[Saved data entries]
----

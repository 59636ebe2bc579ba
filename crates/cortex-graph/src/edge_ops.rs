use cortex_core::constants::EDGE_STRENGTH_FLOOR;
use cortex_core::models::GraphEdge;

/// §4.2 "Edge write contract" — upsert on `(source, target, relation_type)`
/// keeps the maximum strength. Returns the edge to persist (either the
/// incoming one, or `existing` with its strength raised).
pub fn merge_on_upsert(existing: Option<&GraphEdge>, incoming: GraphEdge) -> GraphEdge {
    match existing {
        Some(existing) => {
            let mut merged = existing.clone();
            merged.strength = existing.strength.max(incoming.strength);
            merged
        }
        None => incoming,
    }
}

/// §4.2 "Edge decay": `s' = max(0.05, s * exp(-lambda * h))` once `h >= 1`
/// hour has elapsed since the edge was last traversed (or created, if
/// never traversed). `lambda` is a per-hour decay rate.
pub fn decay_strength(strength: f64, elapsed_hours: f64, lambda: f64) -> f64 {
    if elapsed_hours < 1.0 {
        return strength;
    }
    (strength * (-lambda * elapsed_hours).exp()).max(EDGE_STRENGTH_FLOOR)
}

/// §4.2 "Pruning rules". `stale_days` defaults to 90, `min_traversal_count`
/// to 3, `strength_floor` to 0.05 — the caller supplies the agent's
/// configured values.
pub fn should_prune(
    edge: &GraphEdge,
    now: chrono::DateTime<chrono::Utc>,
    strength_floor: f64,
    stale_days: i64,
    min_traversal_count: u64,
) -> bool {
    if edge.strength < strength_floor {
        return true;
    }
    let reference = edge.last_traversed_at.unwrap_or(edge.created_at);
    let stale = (now - reference).num_days() >= stale_days;
    stale && edge.traversal_count < min_traversal_count
}

/// §4.2 "Pruning rules" — keep only the top `max_per_source` edges by
/// strength for one source node, returning the indices to drop.
pub fn excess_indices_by_strength(strengths: &[f64], max_per_source: usize) -> Vec<usize> {
    if strengths.len() <= max_per_source {
        return Vec::new();
    }
    let mut order: Vec<usize> = (0..strengths.len()).collect();
    order.sort_by(|&a, &b| strengths[b].partial_cmp(&strengths[a]).unwrap_or(std::cmp::Ordering::Equal));
    order.into_iter().skip(max_per_source).collect()
}

#[cfg(test)]
mod tests {
    use super::*;

    #[test]
    fn decay_floors_at_strength_floor() {
        let decayed = decay_strength(0.1, 10_000.0, 0.1);
        assert_eq!(decayed, EDGE_STRENGTH_FLOOR);
    }

    #[test]
    fn decay_is_noop_under_one_hour() {
        assert_eq!(decay_strength(0.5, 0.5, 0.1), 0.5);
    }

    #[test]
    fn merge_keeps_max_strength() {
        let existing = GraphEdge::new("a", "b", cortex_core::models::RelationType::Causal, 0.6);
        let incoming = GraphEdge::new("a", "b", cortex_core::models::RelationType::Causal, 0.3);
        let merged = merge_on_upsert(Some(&existing), incoming);
        assert_eq!(merged.strength, 0.6);
    }
}
//! Token-bucket rate limiting (§6 `rate_limit_rps`/`rate_limit_burst`).
//! `tower`'s built-in `RateLimit` is a fixed-window limiter, not a bucket,
//! so this is hand-rolled as a `tower::Layer`/`Service` pair — the same
//! shape the ingress demo's actix `Transform`/`Service` middleware takes,
//! translated to tower's equivalent traits.

use std::future::Future;
use std::pin::Pin;
use std::sync::Arc;
use std::task::{Context, Poll};
use std::time::Instant;

use axum::body::Body;
use axum::http::Request;
use axum::response::{IntoResponse, Response};
use parking_lot::Mutex;
use tower::{Layer, Service};

use cortex_core::errors::CortexError;
use cortex_core::observability::Metrics;

use crate::error::ApiError;

struct Bucket {
    tokens: f64,
    last_refill: Instant,
}

struct Limiter {
    rps: f64,
    burst: f64,
    bucket: Mutex<Bucket>,
    metrics: Arc<Metrics>,
}

impl Limiter {
    fn try_acquire(&self) -> bool {
        let mut bucket = self.bucket.lock();
        let now = Instant::now();
        let elapsed = now.duration_since(bucket.last_refill).as_secs_f64();
        bucket.tokens = (bucket.tokens + elapsed * self.rps).min(self.burst);
        bucket.last_refill = now;

        if bucket.tokens >= 1.0 {
            bucket.tokens -= 1.0;
            true
        } else {
            self.metrics.rate_limited_requests.incr();
            false
        }
    }
}

#[derive(Clone)]
pub struct RateLimitLayer {
    limiter: Arc<Limiter>,
}

impl RateLimitLayer {
    pub fn new(rps: u32, burst: u32, metrics: Arc<Metrics>) -> Self {
        Self {
            limiter: Arc::new(Limiter {
                rps: rps.max(1) as f64,
                burst: burst.max(1) as f64,
                bucket: Mutex::new(Bucket { tokens: burst.max(1) as f64, last_refill: Instant::now() }),
                metrics,
            }),
        }
    }
}

impl<S> Layer<S> for RateLimitLayer {
    type Service = RateLimitService<S>;

    fn layer(&self, inner: S) -> Self::Service {
        RateLimitService { inner, limiter: self.limiter.clone() }
    }
}

#[derive(Clone)]
pub struct RateLimitService<S> {
    inner: S,
    limiter: Arc<Limiter>,
}

impl<S> Service<Request<Body>> for RateLimitService<S>
where
    S: Service<Request<Body>, Response = Response> + Clone + Send + 'static,
    S::Future: Send + 'static,
    S::Error: Send + 'static,
{
    type Response = Response;
    type Error = S::Error;
    type Future = Pin<Box<dyn Future<Output = Result<Response, S::Error>> + Send>>;

    fn poll_ready(&mut self, cx: &mut Context<'_>) -> Poll<Result<(), Self::Error>> {
        self.inner.poll_ready(cx)
    }

    fn call(&mut self, req: Request<Body>) -> Self::Future {
        if !self.limiter.try_acquire() {
            return Box::pin(async move { Ok(ApiError(CortexError::RateLimited).into_response()) });
        }

        let mut inner = self.inner.clone();
        Box::pin(async move { inner.call(req).await })
    }
}
/// Errors from the graph store / builder.
#[derive(Debug, thiserror::Error)]
pub enum GraphError {
    #[error("self-loop rejected for node {id}")]
    SelfLoop { id: String },

    #[error("edge not found: {source} -> {target} ({relation})")]
    EdgeNotFound {
        source: String,
        target: String,
        relation: String,
    },

    #[error("unknown relation type: {relation}")]
    UnknownRelation { relation: String },
}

----

Task objective ::
All records shown above must be set down again verbatim.

Solution for this problem ::
repository 59636ebe2bc579ba
filename crates/cortex-graph/src/edge_ops.rs
use cortex_core::constants::EDGE_STRENGTH_FLOOR;
use cortex_core::models::GraphEdge;

/// §4.2 "Edge write contract" — upsert on `(source, target, relation_type)`
/// keeps the maximum strength. Returns the edge to persist (either the
/// incoming one, or `existing` with its strength raised).
pub fn merge_on_upsert(existing: Option<&GraphEdge>, incoming: GraphEdge) -> GraphEdge {
    match existing {
        Some(existing) => {
            let mut merged = existing.clone();
            merged.strength = existing.strength.max(incoming.strength);
            merged
        }
        None => incoming,
    }
}

/// §4.2 "Edge decay": `s' = max(0.05, s * exp(-lambda * h))` once `h >= 1`
/// hour has elapsed since the edge was last traversed (or created, if
/// never traversed). `lambda` is a per-hour decay rate.
pub fn decay_strength(strength: f64, elapsed_hours: f64, lambda: f64) -> f64 {
    if elapsed_hours < 1.0 {
        return strength;
    }
    (strength * (-lambda * elapsed_hours).exp()).max(EDGE_STRENGTH_FLOOR)
}

/// §4.2 "Pruning rules". `stale_days` defaults to 90, `min_traversal_count`
/// to 3, `strength_floor` to 0.05 — the caller supplies the agent's
/// configured values.
pub fn should_prune(
    edge: &GraphEdge,
    now: chrono::DateTime<chrono::Utc>,
    strength_floor: f64,
    stale_days: i64,
    min_traversal_count: u64,
) -> bool {
    if edge.strength < strength_floor {
        return true;
    }
    let reference = edge.last_traversed_at.unwrap_or(edge.created_at);
    let stale = (now - reference).num_days() >= stale_days;
    stale && edge.traversal_count < min_traversal_count
}

/// §4.2 "Pruning rules" — keep only the top `max_per_source` edges by
/// strength for one source node, returning the indices to drop.
pub fn excess_indices_by_strength(strengths: &[f64], max_per_source: usize) -> Vec<usize> {
    if strengths.len() <= max_per_source {
        return Vec::new();
    }
    let mut order: Vec<usize> = (0..strengths.len()).collect();
    order.sort_by(|&a, &b| strengths[b].partial_cmp(&strengths[a]).unwrap_or(std::cmp::Ordering::Equal));
    order.into_iter().skip(max_per_source).collect()
}

#[cfg(test)]
mod tests {
    use super::*;

    #[test]
    fn decay_floors_at_strength_floor() {
        let decayed = decay_strength(0.1, 10_000.0, 0.1);
        assert_eq!(decayed, EDGE_STRENGTH_FLOOR);
    }

    #[test]
    fn decay_is_noop_under_one_hour() {
        assert_eq!(decay_strength(0.5, 0.5, 0.1), 0.5);
    }

    #[test]
    fn merge_keeps_max_strength() {
        let existing = GraphEdge::new("a", "b", cortex_core::models::RelationType::Causal, 0.6);
        let incoming = GraphEdge::new("a", "b", cortex_core::models::RelationType::Causal, 0.3);
        let merged = merge_on_upsert(Some(&existing), incoming);
        assert_eq!(merged.strength, 0.6);
    }
}
//! Token-bucket rate limiting (§6 `rate_limit_rps`/`rate_limit_burst`).
//! `tower`'s built-in `RateLimit` is a fixed-window limiter, not a bucket,
//! so this is hand-rolled as a `tower::Layer`/`Service` pair — the same
//! shape the ingress demo's actix `Transform`/`Service` middleware takes,
//! translated to tower's equivalent traits.

use std::future::Future;
use std::pin::Pin;
use std::sync::Arc;
use std::task::{Context, Poll};
use std::time::Instant;

use axum::body::Body;
use axum::http::Request;
use axum::response::{IntoResponse, Response};
use parking_lot::Mutex;
use tower::{Layer, Service};

use cortex_core::errors::CortexError;
use cortex_core::observability::Metrics;

use crate::error::ApiError;

struct Bucket {
    tokens: f64,
    last_refill: Instant,
}

struct Limiter {
    rps: f64,
    burst: f64,
    bucket: Mutex<Bucket>,
    metrics: Arc<Metrics>,
}

impl Limiter {
    fn try_acquire(&self) -> bool {
        let mut bucket = self.bucket.lock();
        let now = Instant::now();
        let elapsed = now.duration_since(bucket.last_refill).as_secs_f64();
        bucket.tokens = (bucket.tokens + elapsed * self.rps).min(self.burst);
        bucket.last_refill = now;

        if bucket.tokens >= 1.0 {
            bucket.tokens -= 1.0;
            true
        } else {
            self.metrics.rate_limited_requests.incr();
            false
        }
    }
}

#[derive(Clone)]
pub struct RateLimitLayer {
    limiter: Arc<Limiter>,
}

impl RateLimitLayer {
    pub fn new(rps: u32, burst: u32, metrics: Arc<Metrics>) -> Self {
        Self {
            limiter: Arc::new(Limiter {
                rps: rps.max(1) as f64,
                burst: burst.max(1) as f64,
                bucket: Mutex::new(Bucket { tokens: burst.max(1) as f64, last_refill: Instant::now() }),
                metrics,
            }),
        }
    }
}

impl<S> Layer<S> for RateLimitLayer {
    type Service = RateLimitService<S>;

    fn layer(&self, inner: S) -> Self::Service {
        RateLimitService { inner, limiter: self.limiter.clone() }
    }
}

#[derive(Clone)]
pub struct RateLimitService<S> {
    inner: S,
    limiter: Arc<Limiter>,
}

impl<S> Service<Request<Body>> for RateLimitService<S>
where
    S: Service<Request<Body>, Response = Response> + Clone + Send + 'static,
    S::Future: Send + 'static,
    S::Error: Send + 'static,
{
    type Response = Response;
    type Error = S::Error;
    type Future = Pin<Box<dyn Future<Output = Result<Response, S::Error>> + Send>>;

    fn poll_ready(&mut self, cx: &mut Context<'_>) -> Poll<Result<(), Self::Error>> {
        self.inner.poll_ready(cx)
    }

    fn call(&mut self, req: Request<Body>) -> Self::Future {
        if !self.limiter.try_acquire() {
            return Box::pin(async move { Ok(ApiError(CortexError::RateLimited).into_response()) });
        }

        let mut inner = self.inner.clone();
        Box::pin(async move { inner.call(req).await })
    }
}
/// Errors from the graph store / builder.
#[derive(Debug, thiserror::Error)]
pub enum GraphError {
    #[error("self-loop rejected for node {id}")]
    SelfLoop { id: String },

    #[error("edge not found: {source} -> {target} ({relation})")]
    EdgeNotFound {
        source: String,
        target: String,
        relation: String,
    },

    #[error("unknown relation type: {relation}")]
    UnknownRelation { relation: String },
}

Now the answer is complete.